Pada bagian lain, alumnus Ilmu Politik Fisip UI ini mengatakan, ambang batas pilpres 20-25% telah mematikan kanal-kanal demokrasi. Mengebiri hak politik rakyat. Logika demokrasi diabaikan karena yang penting adalah logika praktis. Penetapan ambang batas itu memotong keinginan rakyat berpartisipasi sebesar-besarnya dalam Pemilu Serentak 2019, termasuk Pilpres.
“Aspirasi rakyat yang sangat besar tidak mungkin tertampung dengan diterapkannya ambang batas pilpres 20-25%. Bahkan sangat mungkin sistem ini melahirkan capres-cawapres tunggal melawan kotak kosong. Jika ini yang terjadi maka sia-sialah upaya kita membangun demokrasi sejak kemerdekaan bangsa ini di tahun 1945,” ujar Mansyur yang telah bergabung di Partai Demokrat sejak kepemimpinan Subur Budhisantoso (Ketua Umum PD 2001-2005).
Hal lain yang dikhawatirkan, mayoritas rakyat kemudan apatis dan tidak mau mengikuti Pemilu Serentak 2019, termasuk Pilpres. Jika ini yang terjadi maka pemimpin atau presiden terpilih tidak memiliki legitimasi kuat dari rakyat.
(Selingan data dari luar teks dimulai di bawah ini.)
//! Installer settings.

use std::path::{Path, PathBuf};
use std::time::Duration;

use crate::host_manifest::RepositoryPolicy;
use crate::manifest::MANIFEST_FILE;
use crate::upload::ZIP_MEDIA_TYPE;

/// Default directory, relative to the application root, that receives uploaded packages.
pub const DEFAULT_PACKAGES_DIR: &str = "packages";

/// Configuration for one installation run.
#[derive(Debug, Clone)]
pub struct InstallConfig {
    /// Application root; holds the host composer.json and is the working
    /// directory of the dependency resolver
    pub base_dir: PathBuf,
    /// Packages directory, relative to `base_dir` unless absolute
    pub packages_dir: PathBuf,
    /// Host manifest file name, relative to `base_dir`
    pub manifest_file: PathBuf,
    /// Media type uploads must declare
    pub expected_media_type: String,
    /// Constraint written into `require` for new packages
    pub default_constraint: String,
    pub repository_policy: RepositoryPolicy,
    /// Composer executable
    pub composer_binary: PathBuf,
    /// Extra arguments placed after `update <package>`
    pub composer_args: Vec<String>,
    /// Kill the resolver after this long; `None` waits forever
    pub process_timeout: Option<Duration>,
    /// Run the resolver after patching the manifest
    pub run_update: bool,
    /// Stop after the collision check without touching the filesystem
    pub dry_run: bool,
    /// Undo extraction and manifest changes when the resolver fails
    pub rollback_on_tool_failure: bool,
}

impl Default for InstallConfig {
    fn default() -> Self {
        Self {
            base_dir: PathBuf::from("."),
            packages_dir: PathBuf::from(DEFAULT_PACKAGES_DIR),
            manifest_file: PathBuf::from(MANIFEST_FILE),
            expected_media_type: ZIP_MEDIA_TYPE.to_string(),
            default_constraint: "*".to_string(),
            repository_policy: RepositoryPolicy::default(),
            composer_binary: PathBuf::from("composer"),
            composer_args: Vec::new(),
            process_timeout: None,
            run_update: true,
            dry_run: false,
            rollback_on_tool_failure: false,
        }
    }
}

impl InstallConfig {
    /// Defaults rooted at the given application directory.
    pub fn with_base_dir(base_dir: impl Into<PathBuf>) -> Self {
        Self {
            base_dir: base_dir.into(),
            ..Default::default()
        }
    }

    /// Absolute (or base-relative) path of the host composer.json.
    pub fn manifest_path(&self) -> PathBuf {
        self.base_dir.join(&self.manifest_file)
    }

    /// Directory receiving `<vendor>/<name>` trees.
    pub fn packages_root(&self) -> PathBuf {
        self.base_dir.join(self.packages_dir_trimmed())
    }

    /// `packages_dir` without trailing separators.
    pub fn packages_dir_trimmed(&self) -> PathBuf {
        let raw = self.packages_dir.to_string_lossy();
        let trimmed = raw.trim_end_matches(['/', '\\']);
        if trimmed.is_empty() {
            // "/" stays the filesystem root; "" means the application root itself
            if raw.is_empty() {
                PathBuf::from(".")
            } else {
                PathBuf::from(&raw[..1])
            }
        } else {
            Path::new(trimmed).to_path_buf()
        }
    }
}

#[cfg(test)]
mod tests {
    use super::*;

    #[test]
    fn test_defaults() {
        let config = InstallConfig::default();
        assert_eq!(config.packages_dir, PathBuf::from("packages"));
        assert_eq!(config.manifest_file, PathBuf::from("composer.json"));
        assert_eq!(config.expected_media_type, "application/zip");
        assert_eq!(config.default_constraint, "*");
        assert_eq!(config.repository_policy, RepositoryPolicy::Append);
        assert!(config.run_update);
        assert!(!config.dry_run);
        assert!(!config.rollback_on_tool_failure);
        assert!(config.process_timeout.is_none());
    }

    #[test]
    fn test_paths_from_base_dir() {
        let config = InstallConfig::with_base_dir("/srv/app");
        assert_eq!(config.manifest_path(), PathBuf::from("/srv/app/composer.json"));
        assert_eq!(config.packages_root(), PathBuf::from("/srv/app/packages"));
    }

    #[test]
    fn test_packages_dir_trailing_separator() {
        let mut config = InstallConfig::with_base_dir("/srv/app");
        config.packages_dir = PathBuf::from("local/packages/");
        assert_eq!(config.packages_dir_trimmed(), PathBuf::from("local/packages"));
        assert_eq!(config.packages_root(), PathBuf::from("/srv/app/local/packages"));

        config.packages_dir = PathBuf::from("/opt/packages//");
        assert_eq!(config.packages_root(), PathBuf::from("/opt/packages"));
    }
}
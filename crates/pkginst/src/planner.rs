//! Where a package goes on disk.

use std::path::{Path, PathBuf};

use crate::manifest::PackageIdentity;

/// Directories a package is installed into.
#[derive(Debug, Clone, PartialEq, Eq)]
pub struct InstallationTarget {
    /// `<packages_root>/<vendor>`
    pub vendor_dir: PathBuf,
    /// `<packages_root>/<vendor>/<name>`
    pub package_dir: PathBuf,
    /// Package directory relative to the application root, `/`-separated
    /// (e.g. `packages/acme/widget`); absolute when the packages root lies
    /// outside the application
    pub relative_package_dir: String,
}

impl InstallationTarget {
    /// Url of the path repository pointing at this package.
    pub fn repository_url(&self) -> String {
        if Path::new(&self.relative_package_dir).is_absolute() {
            self.relative_package_dir.clone()
        } else {
            format!("./{}", self.relative_package_dir)
        }
    }
}

/// Computes installation targets below a packages root.
#[derive(Debug, Clone)]
pub struct InstallationPlanner {
    base_dir: PathBuf,
    packages_root: PathBuf,
}

impl InstallationPlanner {
    pub fn new(base_dir: impl Into<PathBuf>, packages_root: impl Into<PathBuf>) -> Self {
        Self {
            base_dir: base_dir.into(),
            packages_root: packages_root.into(),
        }
    }

    pub fn packages_root(&self) -> &Path {
        &self.packages_root
    }

    /// Target directories for a package. Pure: does not touch the filesystem.
    pub fn plan_target(&self, identity: &PackageIdentity) -> InstallationTarget {
        let vendor_dir = self.packages_root.join(identity.vendor());
        let package_dir = vendor_dir.join(identity.name());

        let relative = pathdiff::diff_paths(&package_dir, &self.base_dir)
            .filter(|p| !p.starts_with(".."))
            .unwrap_or_else(|| package_dir.clone());

        InstallationTarget {
            vendor_dir,
            package_dir,
            relative_package_dir: to_slash_path(&relative),
        }
    }

    /// True if the package directory already exists.
    pub fn collision_check(&self, target: &InstallationTarget) -> bool {
        target.package_dir.is_dir()
    }
}

fn to_slash_path(path: &Path) -> String {
    let joined = path
        .components()
        .filter(|c| !matches!(c, std::path::Component::CurDir))
        .map(|c| c.as_os_str().to_string_lossy().to_string())
        .collect::<Vec<_>>()
        .join("/");

    // RootDir renders as "/" and would double up when joined
    if path.has_root() && joined.starts_with("//") {
        joined[1..].to_string()
    } else {
        joined
    }
}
Sederhana saja, semakin besar partisipasi rakyat maka semakin besar legitimasi pemimpin; semakin kecil partisipasi rakyat maka semakin kecil pula legitimasi pemimpin. Akhirnya lahirlah apa yang disebut pseudo demokrasi; demokrasi yang semu; seolah-olah; palsu; terlihat demokratis faktanya tidak karena kecilnya partisipasi rakyat.
Karena itu, Mansyur menyambut baik, rencana para tokoh dan beragam elemen masyarakat melakukan uji materi terhadap Undang-undang Pemilu, yang disahkan Jumat 21 Juli dini hari lalu, ke Mahkamah Konstitusi (MK)
Ia juga menyarankan agar MK mempertimbangkan pendapat para pakar tata negara yang mayoritas mendukung tiadanya ambang batas Pilpres 2019, juga pendapat para ahli politik. Pendapat para pakar politik penting karena persoalan ini bukan sekadar menyangkut ketatanegaraan tetapi juga proses sosial budaya masyarakat.
Mansyur mengingatkan, filosofi demokrasi adalah berpihak pada rakyat. Hati nurani perpolitikan harus berpihak ke rakyat. Jika rakyat tidak difasilitasi dalam demokrasi maka rakyat akan apatis dan sia-sialah kita berdemokrasi.